The researchers used genome-wide maps of open chromatin—the parts of DNA that are accessible and active—to search the Rorc gene, which encodes RORγt, for control regions used specifically by these gut sentinels. They pinpointed a short stretch called OCR369 inside the gene’s first intron that was much more open in gut innate cells than in conventional T cells. Using CRISPR-Cas9 gene editing, they removed OCR369 in mice. Animals lacking this tiny segment showed sharply reduced numbers and activity of RORγt-positive innate lymphoid cells and related antigen-presenting cells in the intestine and its lymph nodes, while classic T cell development in the thymus remained largely intact. This showed that OCR369 acts as a selective switch that boosts RORγt in innate-type gut cells without disturbing T cells broadly.

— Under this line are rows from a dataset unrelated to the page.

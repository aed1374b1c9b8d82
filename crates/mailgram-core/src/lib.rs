//! # mailgram-core
//!
//! Forwards new mail from an IMAP folder to a Telegram chat.
//!
//! This crate provides:
//! - **Configuration** from the environment or any key lookup
//! - **Transformation** of raw messages into chat-ready fields, with quote
//!   handling and size-bounded splitting
//! - **Filters** on sender and subject
//! - **Delivery** of header, body and attachments with fallbacks for
//!   rejected formatting, images and oversized files
//! - **Rendering** of HTML bodies to images through `wkhtmltoimage`
//! - **Mailbox sessions** over IMAP with IDLE and reconnect backoff
//! - **The watch loop** tying it together until cancelled

#![warn(missing_docs)]
#![warn(clippy::all)]
#![warn(clippy::pedantic)]
#![forbid(unsafe_code)]

pub mod config;
pub mod delivery;
mod error;
pub mod filter;
pub mod mailbox;
pub mod render;
pub mod transform;
pub mod watch;

pub use config::{
    Config, ConfigError, ForwardingConfig, HeaderField, ImapConfig, QuoteMode, ReconnectPolicy,
    TelegramConfig,
};
pub use delivery::{Deliverer, DeliveryReport};
pub use error::{Error, Result};
pub use filter::{FilterDecision, FilterRule, SkipReason};
pub use mailbox::{
    Backoff, BackoffStep, IdleOutcome, ImapClient, ImapConnector, MailItem, MailboxClient,
    MailboxConnector, MailboxError, MailboxSession, SessionState,
};
pub use render::{HtmlRenderer, RenderError, Wkhtmltoimage};
pub use transform::{Attachment, ParsedMessage, Priority, parse_message};
pub use watch::{DrainStats, WatchLoop};
//! Connection lifecycle and bookkeeping.

use std::future::Future;
use std::time::Duration;

use tokio_util::sync::CancellationToken;

use super::{
    Backoff, BackoffStep, IdleOutcome, MailItem, MailboxClient, MailboxConnector, MailboxError,
    Result,
};
use crate::config::{ImapConfig, ReconnectPolicy};

/// Bound on every command after login. A half-open connection surfaces as
/// [`MailboxError::Timeout`].
pub const COMMAND_TIMEOUT: Duration = Duration::from_secs(30);

/// Runs one command, failing with [`MailboxError::Timeout`] past `limit`.
async fn bounded<T>(limit: Duration, command: impl Future<Output = Result<T>>) -> Result<T> {
    tokio::time::timeout(limit, command)
        .await
        .map_err(|_| MailboxError::Timeout)?
}

/// Snapshot of the session's state.
#[derive(Debug, Clone, Copy, PartialEq, Eq)]
pub struct SessionState {
    /// A connection is open.
    pub connected: bool,
    /// The source folder is selected.
    pub folder_selected: bool,
    /// Connection failures since the last successful connect.
    pub consecutive_failures: u32,
    /// Wait before the next reconnect.
    pub backoff_delay: Duration,
}

/// One live connection to the watched folder.
///
/// Every command that fails drops the connection; the caller reconnects
/// with [`MailboxSession::connect`].
pub struct MailboxSession<C: MailboxConnector> {
    connector: C,
    client: Option<C::Client>,
    mailbox: String,
    processed_folder: Option<String>,
    processed_ready: bool,
    folder_selected: bool,
    backoff: Backoff,
}

impl<C: MailboxConnector> MailboxSession<C> {
    /// Creates a disconnected session.
    pub fn new(connector: C, config: &ImapConfig, policy: ReconnectPolicy) -> Self {
        Self {
            connector,
            client: None,
            mailbox: config.mailbox.clone(),
            processed_folder: config.processed_folder.clone(),
            processed_ready: false,
            folder_selected: false,
            backoff: Backoff::new(policy),
        }
    }

    /// Returns the current state.
    #[must_use]
    pub fn state(&self) -> SessionState {
        SessionState {
            connected: self.client.is_some(),
            folder_selected: self.folder_selected,
            consecutive_failures: self.backoff.failures(),
            backoff_delay: self.backoff.delay(),
        }
    }

    /// Returns the watched folder.
    #[must_use]
    pub fn mailbox(&self) -> &str {
        &self.mailbox
    }

    /// Returns the folder finalized messages are moved to, while usable.
    #[must_use]
    pub fn processed_folder(&self) -> Option<&str> {
        self.processed_folder
            .as_deref()
            .filter(|_| self.processed_ready)
    }

    /// Connects, selects the watched folder and prepares the processed folder.
    ///
    /// # Errors
    ///
    /// Returns [`MailboxError::Auth`] or [`MailboxError::MissingFolder`] when
    /// retrying cannot help, any other error otherwise. The session is
    /// disconnected after an error.
    pub async fn connect(&mut self) -> Result<()> {
        self.close().await;

        tracing::info!(folder = %self.mailbox, "Connecting to mailbox");
        let client = self.connector.connect().await?;
        self.client = Some(client);

        let result = self.prepare().await;
        if let Err(e) = &result {
            tracing::warn!(error = %e, "Mailbox setup failed");
            self.disconnect();
            return result;
        }

        self.backoff.reset();
        tracing::info!(
            folder = %self.mailbox,
            processed = ?self.processed_folder(),
            "Mailbox ready"
        );
        Ok(())
    }

    async fn prepare(&mut self) -> Result<()> {
        let mailbox = self.mailbox.clone();
        let client = self.client()?;
        if !bounded(COMMAND_TIMEOUT, client.folder_exists(&mailbox)).await? {
            return Err(MailboxError::MissingFolder(mailbox));
        }
        bounded(COMMAND_TIMEOUT, client.select(&mailbox)).await?;
        self.folder_selected = true;

        self.processed_ready = false;
        if let Some(folder) = self.processed_folder.clone() {
            self.processed_ready = self.ensure_folder(&folder).await;
        }
        Ok(())
    }

    /// Creates `folder` if needed. Returns whether it can be used.
    async fn ensure_folder(&mut self, folder: &str) -> bool {
        let Ok(client) = self.client() else {
            return false;
        };
        match bounded(COMMAND_TIMEOUT, client.folder_exists(folder)).await {
            Ok(true) => true,
            Ok(false) => match bounded(COMMAND_TIMEOUT, client.create_folder(folder)).await {
                Ok(()) => {
                    tracing::info!(folder, "Created processed folder");
                    true
                }
                Err(e) => {
                    tracing::warn!(folder, error = %e, "Cannot create processed folder, marking seen instead");
                    false
                }
            },
            Err(e) => {
                tracing::warn!(folder, error = %e, "Cannot check processed folder, marking seen instead");
                false
            }
        }
    }

    fn client(&mut self) -> Result<&mut C::Client> {
        self.client
            .as_mut()
            .ok_or_else(|| MailboxError::Connection("not connected".to_string()))
    }

    fn selected(&mut self) -> Result<&mut C::Client> {
        if !self.folder_selected {
            return Err(MailboxError::NotSelected);
        }
        self.client()
    }

    fn disconnect(&mut self) {
        self.client = None;
        self.folder_selected = false;
    }

    /// Drops the connection if `result` failed.
    fn check<T>(&mut self, result: Result<T>) -> Result<T> {
        if let Err(e) = &result {
            tracing::warn!(error = %e, "Mailbox command failed, dropping connection");
            self.disconnect();
        }
        result
    }

    /// Returns the UIDs of unseen messages in ascending order.
    ///
    /// # Errors
    ///
    /// Returns an error if no folder is selected or the command fails.
    pub async fn list_unseen(&mut self) -> Result<Vec<u32>> {
        let result = bounded(COMMAND_TIMEOUT, self.selected()?.search_unseen()).await;
        let mut uids = self.check(result)?;
        uids.sort_unstable();
        Ok(uids)
    }

    /// Fetches messages without marking them seen.
    ///
    /// # Errors
    ///
    /// Returns an error if no folder is selected or the command fails.
    pub async fn fetch_raw(&mut self, uids: &[u32]) -> Result<Vec<MailItem>> {
        let result = bounded(COMMAND_TIMEOUT, self.selected()?.fetch(uids)).await;
        self.check(result)
    }

    /// Moves a delivered message to the processed folder, or marks it seen
    /// when there is none.
    ///
    /// # Errors
    ///
    /// Returns an error if no folder is selected or the command fails.
    pub async fn finalize(&mut self, uid: u32) -> Result<()> {
        let Some(folder) = self.processed_folder().map(str::to_string) else {
            return self.mark_seen(uid).await;
        };
        let result = bounded(COMMAND_TIMEOUT, self.selected()?.move_to(uid, &folder)).await;
        self.check(result)?;
        tracing::debug!(uid, folder, "Moved message");
        Ok(())
    }

    /// Marks a message seen.
    ///
    /// # Errors
    ///
    /// Returns an error if no folder is selected or the command fails.
    pub async fn mark_seen(&mut self, uid: u32) -> Result<()> {
        let result = bounded(COMMAND_TIMEOUT, self.selected()?.add_seen(uid)).await;
        self.check(result)?;
        tracing::debug!(uid, "Marked message seen");
        Ok(())
    }

    /// Waits for a server push, at most `timeout`, or until `stop` fires.
    ///
    /// The connection stays open after [`IdleOutcome::Stopped`], so
    /// [`MailboxSession::close`] can still log out.
    ///
    /// # Errors
    ///
    /// Returns an error if no folder is selected or the wait fails.
    pub async fn idle_wait(
        &mut self,
        timeout: Duration,
        stop: &CancellationToken,
    ) -> Result<IdleOutcome> {
        let limit = timeout + COMMAND_TIMEOUT;
        let result = bounded(limit, self.selected()?.idle_wait(timeout, stop)).await;
        self.check(result)
    }

    /// Sends a keep-alive.
    ///
    /// # Errors
    ///
    /// Returns an error if not connected or the command fails.
    pub async fn noop(&mut self) -> Result<()> {
        let result = bounded(COMMAND_TIMEOUT, self.client()?.noop()).await;
        self.check(result)
    }

    /// Logs out, ignoring errors.
    pub async fn close(&mut self) {
        if let Some(mut client) = self.client.take() {
            if let Err(e) = bounded(COMMAND_TIMEOUT, client.logout()).await {
                tracing::debug!(error = %e, "Logout failed");
            }
        }
        self.folder_selected = false;
    }

    /// Records a connection failure and returns the wait before retrying.
    pub fn record_failure(&mut self) -> BackoffStep {
        self.backoff.record_failure()
    }
}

How the Switch Works Inside Immune Cells

To understand the machinery behind OCR369, the team pulled out proteins that physically bind to this DNA region. They identified RUNX3, a transcription factor already known to be important for innate lymphoid cell development. RUNX3 bound strongly to OCR369 and to the Rorc promoter in these gut cells. Chromosome conformation assays revealed that OCR369 and the main Rorc promoter physically loop together in the nucleus, bringing RUNX3 and other factors into contact with the gene’s start site. In cells missing OCR369, RORγt messenger RNA levels dropped, and the chromatin loop between OCR369 and the promoter was weakened. Taken together, these findings suggest OCR369 functions as an enhancer that, with RUNX3, amplifies RORγt expression to the high levels needed for full development and function of these gut antigen-presenting cells.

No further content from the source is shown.